I would expect it would cost at least $10,000 for me to represent an applicant in this process. That is daunting. But what’s equally daunting is the prospect of a traumatized cyberbullying victim having to find, let alone understand and precisely follow, the civil procedure rules. That greatly troubles me and I think it should trouble you.


The legislature should seriously consider a different approach. I do not think I have all the answers, but I would suggest that the legislature should consider a less formal approach that still preserves the procedural fairness that was lacking in the old Cyber-safety Act. While the procedure for a peace bond is not without its shortcomings, there should be a procedure through which an applicant can go to court and tell their story. The respondent has the same right to know what is being alleged, to appear, to present their story and possible justification. If neither adduced evidence about some of the essential factors to be considered under the Act, the judge can ask them questions.

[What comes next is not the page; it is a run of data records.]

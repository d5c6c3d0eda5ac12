// Copyright (C) 2026 Fred Clausen
// Use of this source code is governed by an MIT-style
// license that can be found in the LICENSE file or at
// https://opensource.org/licenses/MIT.

use super::helpers::{Fixture, create_fixture, create_test_state, date};
use crate::{
    ApiError, AssignRequest, CandidatesQuery, ClearPastRequest, PersonRequest,
    SaveSettingsRequest, ScheduleQuery, add_roster_person, assign, clear_past_assignments,
    export_document, get_schedule, import_document, list_candidates, load_document,
    reload_document, remove_roster_person, save_settings, schedule_csv,
};
use meeting_roster::{MutationPhase, NotificationKind, RosterState};
use meeting_roster_domain::{Period, RecencyWindow, Role, ScheduleFormat};

fn assign_request(date: &str, role: &str, person: &str) -> AssignRequest {
    AssignRequest {
        date: date.to_string(),
        role: role.to_string(),
        person: person.to_string(),
        note: None,
    }
}

fn assign_in(
    fixture: &mut Fixture,
    request: AssignRequest,
) -> Result<crate::MutationResponse, ApiError> {
    assign(
        &mut fixture.session,
        &mut fixture.gateway,
        &fixture.sink,
        request,
    )
}

#[test]
fn test_load_document_returns_state_and_version() {
    let fixture: Fixture = create_fixture();

    let response = load_document(&fixture.session, &fixture.gateway);

    assert_eq!(response.document, create_test_state());
    assert_eq!(response.version, Some(1));

    let json: serde_json::Value = serde_json::to_value(&response).unwrap();
    assert!(json["assignments"].is_object());
    assert_eq!(json["settings"]["meetingDays"], serde_json::json!([3, 6]));
    assert_eq!(json["version"], 1);
}

#[test]
fn test_list_candidates_filters_and_annotates() {
    let fixture: Fixture = create_fixture();
    let query: CandidatesQuery = CandidatesQuery {
        date: String::from("2024-01-06"),
        role: String::from("Leitura"),
    };

    let response = list_candidates(&fixture.session, &query, RecencyWindow::default()).unwrap();

    let names: Vec<&str> = response
        .candidates
        .iter()
        .map(|c| c.name.as_str())
        .collect();
    assert_eq!(names, vec!["Ana!", "Bruno", "Diego"]);
    assert_eq!(response.recency_window_days, 14);
    assert_eq!(response.current, None);

    let ana = &response.candidates[0];
    assert_eq!(ana.last_assigned, Some(date("2024-01-03")));
    assert_eq!(ana.days_since_last, Some(3));
    assert!(ana.recently_assigned);
    assert!(!ana.assigned_elsewhere);

    assert!(response.candidates[1].assigned_elsewhere);
    assert_eq!(response.candidates[2].last_assigned, None);
}

#[test]
fn test_list_candidates_reports_current_holder() {
    let fixture: Fixture = create_fixture();
    let query: CandidatesQuery = CandidatesQuery {
        date: String::from("2024-01-06"),
        role: String::from("Presidência"),
    };

    let response = list_candidates(&fixture.session, &query, RecencyWindow::default()).unwrap();

    assert_eq!(response.current.as_deref(), Some("Bruno"));
    let bruno = response
        .candidates
        .iter()
        .find(|c| c.name == "Bruno")
        .unwrap();
    assert!(!bruno.assigned_elsewhere);
}

#[test]
fn test_list_candidates_rejects_unknown_role() {
    let fixture: Fixture = create_fixture();
    let query: CandidatesQuery = CandidatesQuery {
        date: String::from("2024-01-06"),
        role: String::from("Zelador"),
    };

    let result = list_candidates(&fixture.session, &query, RecencyWindow::default());

    assert!(matches!(
        result,
        Err(ApiError::InvalidInput { ref field, .. }) if field == "role"
    ));
}

#[test]
fn test_assign_commits_and_notifies() {
    let mut fixture: Fixture = create_fixture();

    let response = assign_in(&mut fixture, assign_request("2024-01-06", "Palco", "Diego")).unwrap();

    assert_eq!(response.mutation, "Assign");
    assert_eq!(response.message, "Designação salva com sucesso!");
    assert_eq!(response.kind, NotificationKind::Success);
    assert_eq!(response.version, Some(2));
    assert_eq!(
        response
            .document
            .assignments
            .role(&date("2024-01-06"), Role::Palco)
            .map(|v| v.person.as_str()),
        Some("Diego")
    );
    assert_eq!(
        fixture.sink.kinds(),
        vec![NotificationKind::Loading, NotificationKind::Success]
    );
    assert_eq!(fixture.session.phase(), MutationPhase::Committed);

    let stored: &str = &fixture.gateway.store().document().unwrap().body;
    assert!(stored.contains("Diego"));
}

#[test]
fn test_assign_with_note() {
    let mut fixture: Fixture = create_fixture();
    let request: AssignRequest = AssignRequest {
        note: Some(String::from("Primeira vez")),
        ..assign_request("2024-01-10", "Oração Final", "Carla\"")
    };

    let response = assign_in(&mut fixture, request).unwrap();

    let value = response
        .document
        .assignments
        .role(&date("2024-01-10"), Role::OracaoFinal)
        .unwrap();
    assert_eq!(value.person, "Carla\"");
    assert_eq!(value.note.as_deref(), Some("Primeira vez"));
}

#[test]
fn test_assign_empty_person_clears_role() {
    let mut fixture: Fixture = create_fixture();

    let response = assign_in(&mut fixture, assign_request("2024-01-03", "Leitura", "")).unwrap();

    assert!(response.document.assignments.day(&date("2024-01-03")).is_none());
}

#[test]
fn test_assign_rejects_ineligible_person_without_notifying() {
    let mut fixture: Fixture = create_fixture();

    let result = assign_in(&mut fixture, assign_request("2024-01-10", "Leitura", "Carla\""));

    assert!(matches!(
        result,
        Err(ApiError::DomainRuleViolation { ref rule, .. }) if rule == "role_restriction"
    ));
    assert!(fixture.sink.kinds().is_empty());
    assert_eq!(fixture.session.state(), &create_test_state());
    assert_eq!(fixture.gateway.version(), Some(1));
}

#[test]
fn test_assign_rejects_second_role_on_same_day() {
    let mut fixture: Fixture = create_fixture();

    let result = assign_in(&mut fixture, assign_request("2024-01-06", "Leitura", "Bruno"));

    assert!(matches!(
        result,
        Err(ApiError::DomainRuleViolation { ref rule, .. }) if rule == "one_role_per_day"
    ));
}

#[test]
fn test_assign_rejects_unknown_person() {
    let mut fixture: Fixture = create_fixture();

    let result = assign_in(&mut fixture, assign_request("2024-01-06", "Palco", "Zé"));

    assert!(matches!(
        result,
        Err(ApiError::DomainRuleViolation { ref rule, .. }) if rule == "person_in_roster"
    ));
}

#[test]
fn test_assign_rejects_invalid_date() {
    let mut fixture: Fixture = create_fixture();

    let result = assign_in(&mut fixture, assign_request("2024-02-30", "Palco", "Diego"));

    assert!(matches!(
        result,
        Err(ApiError::InvalidInput { ref field, .. }) if field == "date"
    ));
}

And a decision follows. This can be before the Supreme Court of Nova Scotia or a judge of the Provincial Court.
I do agree with sidelining the CyberSCAN unit from enforcement of the law. In my experience and in my opinion, they were the wrong tool for the job. While perhaps not representative of all the people with whom they interacted, I consistently heard from and about people whose political or legitimate Charter-protected speech was removed from the internet because they bullied the people into removing it under threat of unspecified “legal action” that could include removing their internet access. It may have been a matter of who they hired for the role or how they were led, but the CyberSCAN unit was part and parcel of the speech suppression that the law represented. When I asked Roger Merrick how the CyberSCAN unit took the Charter into account in doing their jobs, I was told that the legislature took it into account when the bill was passed by this House. That was clearly incorrect.


I do think the CyberSCAN unit or some replacement of it could go good things. Education and awareness is important. Providing support to victims is important. I am sure that victims will need a lot of help in figuring out how to have their day in court, and they can be a resource for that.

One final concern that I have is that the legislation says that if the victim is a minor, their parent or guardian has to commence the application on their behalf. There should be a mechanism by which a minor can do this on their own. First of all, there may be a case where the case relates to intimate images and the minor does not want to tell their parents. Secondly, I can imagine a scenario where the parent is either the perpetrator or is unwilling to help the child. Some safeguard needs to be in place to give a child direct access to the courts.


I do want to take the opportunity to praise the manner in which the non-consensual distribution of intimate images is treated in the statute. By separating this from the definition of cyberbullying, it will effectively shield this from being struck down if the conventional cyberbullying aspect is found to be unconstitutional.


Again, I regret that there was not enough notice for me to appear in person and answer any questions by the Committee. However, I am easy to find and I would be pleased to discuss this important matter with any Committee members or their staffers.